**** Data shown ****

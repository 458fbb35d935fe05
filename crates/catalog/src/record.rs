//! The record trait binding entities to the table
//!
//! `CatalogRecord` is what the generic repository is parameterized by:
//! each versioned entity type declares its kind tag, exposes its id and
//! revision metadata, and builds its secondary-index keys. The slot
//! assignment implemented here is the static per-kind contract — one
//! access pattern per slot, decided at compile time.

use ragamala_core::{
    slots, Artist, Composition, EntityId, EntityKind, IndexKeySet, IndexSlot, Raga, Revision, Tala,
};
use serde::de::DeserializeOwned;
use serde::Serialize;

/// A versioned entity stored in the catalog table
pub trait CatalogRecord:
    Serialize + DeserializeOwned + Clone + Send + Sync + 'static
{
    /// Kind tag selecting key shapes and index slots
    const KIND: EntityKind;

    /// Entity id
    fn id(&self) -> &EntityId;

    /// Assign the id (used once, when a draft has none)
    fn set_id(&mut self, id: EntityId);

    /// Version metadata
    fn revision(&self) -> &Revision;

    /// Version metadata, mutable
    fn revision_mut(&mut self) -> &mut Revision;

    /// The name or title rows are sorted by in listings
    fn display_name(&self) -> &str;

    /// Normalize free-text fields to their stored forms
    fn normalize(&mut self);

    /// Secondary-index keys of the latest row
    ///
    /// Archived version rows never call this; they carry no index keys.
    fn index_keys(&self) -> IndexKeySet;
}

impl CatalogRecord for Composition {
    const KIND: EntityKind = EntityKind::Composition;

    fn id(&self) -> &EntityId {
        &self.id
    }

    fn set_id(&mut self, id: EntityId) {
        self.id = id;
    }

    fn revision(&self) -> &Revision {
        &self.revision
    }

    fn revision_mut(&mut self) -> &mut Revision {
        &mut self.revision
    }

    fn display_name(&self) -> &str {
        &self.title
    }

    fn normalize(&mut self) {
        Composition::normalize(self);
    }

    fn index_keys(&self) -> IndexKeySet {
        let kind = Self::KIND;
        let mut keys = IndexKeySet::empty()
            .with(IndexSlot::Gsi1, slots::kind_listing(kind, &self.title))
            .with(
                IndexSlot::Gsi2,
                slots::popularity(kind, self.revision.popularity_score),
            )
            .with(
                IndexSlot::Gsi3,
                slots::tradition(kind, &self.tradition, &self.title),
            )
            .with(
                IndexSlot::Gsi4,
                slots::language(kind, &self.language, &self.title),
            );
        if !self.raga_id.is_empty() {
            keys = keys.with(IndexSlot::Gsi5, slots::raga_ref(&self.raga_id, &self.title));
        }
        if !self.tala_id.is_empty() {
            keys = keys.with(IndexSlot::Gsi6, slots::tala_ref(&self.tala_id, &self.title));
        }
        keys
    }
}

impl CatalogRecord for Artist {
    const KIND: EntityKind = EntityKind::Artist;

    fn id(&self) -> &EntityId {
        &self.id
    }

    fn set_id(&mut self, id: EntityId) {
        self.id = id;
    }

    fn revision(&self) -> &Revision {
        &self.revision
    }

    fn revision_mut(&mut self) -> &mut Revision {
        &mut self.revision
    }

    fn display_name(&self) -> &str {
        &self.name
    }

    fn normalize(&mut self) {
        Artist::normalize(self);
    }

    fn index_keys(&self) -> IndexKeySet {
        let kind = Self::KIND;
        IndexKeySet::empty()
            .with(IndexSlot::Gsi1, slots::kind_listing(kind, &self.name))
            .with(
                IndexSlot::Gsi2,
                slots::popularity(kind, self.revision.popularity_score),
            )
            .with(
                IndexSlot::Gsi3,
                slots::tradition(kind, &self.tradition, &self.name),
            )
    }
}

impl CatalogRecord for Raga {
    const KIND: EntityKind = EntityKind::Raga;

    fn id(&self) -> &EntityId {
        &self.id
    }

    fn set_id(&mut self, id: EntityId) {
        self.id = id;
    }

    fn revision(&self) -> &Revision {
        &self.revision
    }

    fn revision_mut(&mut self) -> &mut Revision {
        &mut self.revision
    }

    fn display_name(&self) -> &str {
        &self.name
    }

    fn normalize(&mut self) {
        Raga::normalize(self);
    }

    fn index_keys(&self) -> IndexKeySet {
        let kind = Self::KIND;
        IndexKeySet::empty()
            .with(IndexSlot::Gsi1, slots::kind_listing(kind, &self.name))
            .with(
                IndexSlot::Gsi2,
                slots::popularity(kind, self.revision.popularity_score),
            )
            .with(
                IndexSlot::Gsi3,
                slots::tradition(kind, &self.tradition, &self.name),
            )
    }
}

impl CatalogRecord for Tala {
    const KIND: EntityKind = EntityKind::Tala;

    fn id(&self) -> &EntityId {
        &self.id
    }

    fn set_id(&mut self, id: EntityId) {
        self.id = id;
    }

    fn revision(&self) -> &Revision {
        &self.revision
    }

    fn revision_mut(&mut self) -> &mut Revision {
        &mut self.revision
    }

    fn display_name(&self) -> &str {
        &self.name
    }

    fn normalize(&mut self) {
        Tala::normalize(self);
    }

    fn index_keys(&self) -> IndexKeySet {
        let kind = Self::KIND;
        IndexKeySet::empty()
            .with(IndexSlot::Gsi1, slots::kind_listing(kind, &self.name))
            .with(
                IndexSlot::Gsi2,
                slots::popularity(kind, self.revision.popularity_score),
            )
            .with(
                IndexSlot::Gsi3,
                slots::tradition(kind, &self.tradition, &self.name),
            )
    }
}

****

Requirement: Return all of the data above exactly, leaving out no line.

Response area:
repository 458fbb35d935fe05
filename crates/catalog/src/record.rs
//! The record trait binding entities to the table
//!
//! `CatalogRecord` is what the generic repository is parameterized by:
//! each versioned entity type declares its kind tag, exposes its id and
//! revision metadata, and builds its secondary-index keys. The slot
//! assignment implemented here is the static per-kind contract — one
//! access pattern per slot, decided at compile time.

use ragamala_core::{
    slots, Artist, Composition, EntityId, EntityKind, IndexKeySet, IndexSlot, Raga, Revision, Tala,
};
use serde::de::DeserializeOwned;
use serde::Serialize;

/// A versioned entity stored in the catalog table
pub trait CatalogRecord:
    Serialize + DeserializeOwned + Clone + Send + Sync + 'static
{
    /// Kind tag selecting key shapes and index slots
    const KIND: EntityKind;

    /// Entity id
    fn id(&self) -> &EntityId;

    /// Assign the id (used once, when a draft has none)
    fn set_id(&mut self, id: EntityId);

    /// Version metadata
    fn revision(&self) -> &Revision;

    /// Version metadata, mutable
    fn revision_mut(&mut self) -> &mut Revision;

    /// The name or title rows are sorted by in listings
    fn display_name(&self) -> &str;

    /// Normalize free-text fields to their stored forms
    fn normalize(&mut self);

    /// Secondary-index keys of the latest row
    ///
    /// Archived version rows never call this; they carry no index keys.
    fn index_keys(&self) -> IndexKeySet;
}

impl CatalogRecord for Composition {
    const KIND: EntityKind = EntityKind::Composition;

    fn id(&self) -> &EntityId {
        &self.id
    }

    fn set_id(&mut self, id: EntityId) {
        self.id = id;
    }

    fn revision(&self) -> &Revision {
        &self.revision
    }

    fn revision_mut(&mut self) -> &mut Revision {
        &mut self.revision
    }

    fn display_name(&self) -> &str {
        &self.title
    }

    fn normalize(&mut self) {
        Composition::normalize(self);
    }

    fn index_keys(&self) -> IndexKeySet {
        let kind = Self::KIND;
        let mut keys = IndexKeySet::empty()
            .with(IndexSlot::Gsi1, slots::kind_listing(kind, &self.title))
            .with(
                IndexSlot::Gsi2,
                slots::popularity(kind, self.revision.popularity_score),
            )
            .with(
                IndexSlot::Gsi3,
                slots::tradition(kind, &self.tradition, &self.title),
            )
            .with(
                IndexSlot::Gsi4,
                slots::language(kind, &self.language, &self.title),
            );
        if !self.raga_id.is_empty() {
            keys = keys.with(IndexSlot::Gsi5, slots::raga_ref(&self.raga_id, &self.title));
        }
        if !self.tala_id.is_empty() {
            keys = keys.with(IndexSlot::Gsi6, slots::tala_ref(&self.tala_id, &self.title));
        }
        keys
    }
}

impl CatalogRecord for Artist {
    const KIND: EntityKind = EntityKind::Artist;

    fn id(&self) -> &EntityId {
        &self.id
    }

    fn set_id(&mut self, id: EntityId) {
        self.id = id;
    }

    fn revision(&self) -> &Revision {
        &self.revision
    }

    fn revision_mut(&mut self) -> &mut Revision {
        &mut self.revision
    }

    fn display_name(&self) -> &str {
        &self.name
    }

    fn normalize(&mut self) {
        Artist::normalize(self);
    }

    fn index_keys(&self) -> IndexKeySet {
        let kind = Self::KIND;
        IndexKeySet::empty()
            .with(IndexSlot::Gsi1, slots::kind_listing(kind, &self.name))
            .with(
                IndexSlot::Gsi2,
                slots::popularity(kind, self.revision.popularity_score),
            )
            .with(
                IndexSlot::Gsi3,
                slots::tradition(kind, &self.tradition, &self.name),
            )
    }
}

impl CatalogRecord for Raga {
    const KIND: EntityKind = EntityKind::Raga;

    fn id(&self) -> &EntityId {
        &self.id
    }

    fn set_id(&mut self, id: EntityId) {
        self.id = id;
    }

    fn revision(&self) -> &Revision {
        &self.revision
    }

    fn revision_mut(&mut self) -> &mut Revision {
        &mut self.revision
    }

    fn display_name(&self) -> &str {
        &self.name
    }

    fn normalize(&mut self) {
        Raga::normalize(self);
    }

    fn index_keys(&self) -> IndexKeySet {
        let kind = Self::KIND;
        IndexKeySet::empty()
            .with(IndexSlot::Gsi1, slots::kind_listing(kind, &self.name))
            .with(
                IndexSlot::Gsi2,
                slots::popularity(kind, self.revision.popularity_score),
            )
            .with(
                IndexSlot::Gsi3,
                slots::tradition(kind, &self.tradition, &self.name),
            )
    }
}

impl CatalogRecord for Tala {
    const KIND: EntityKind = EntityKind::Tala;

    fn id(&self) -> &EntityId {
        &self.id
    }

    fn set_id(&mut self, id: EntityId) {
        self.id = id;
    }

    fn revision(&self) -> &Revision {
        &self.revision
    }

    fn revision_mut(&mut self) -> &mut Revision {
        &mut self.revision
    }

    fn display_name(&self) -> &str {
        &self.name
    }

    fn normalize(&mut self) {
        Tala::normalize(self);
    }

    fn index_keys(&self) -> IndexKeySet {
        let kind = Self::KIND;
        IndexKeySet::empty()
            .with(IndexSlot::Gsi1, slots::kind_listing(kind, &self.name))
            .with(
                IndexSlot::Gsi2,
                slots::popularity(kind, self.revision.popularity_score),
            )
            .with(
                IndexSlot::Gsi3,
                slots::tradition(kind, &self.tradition, &self.name),
            )
    }
}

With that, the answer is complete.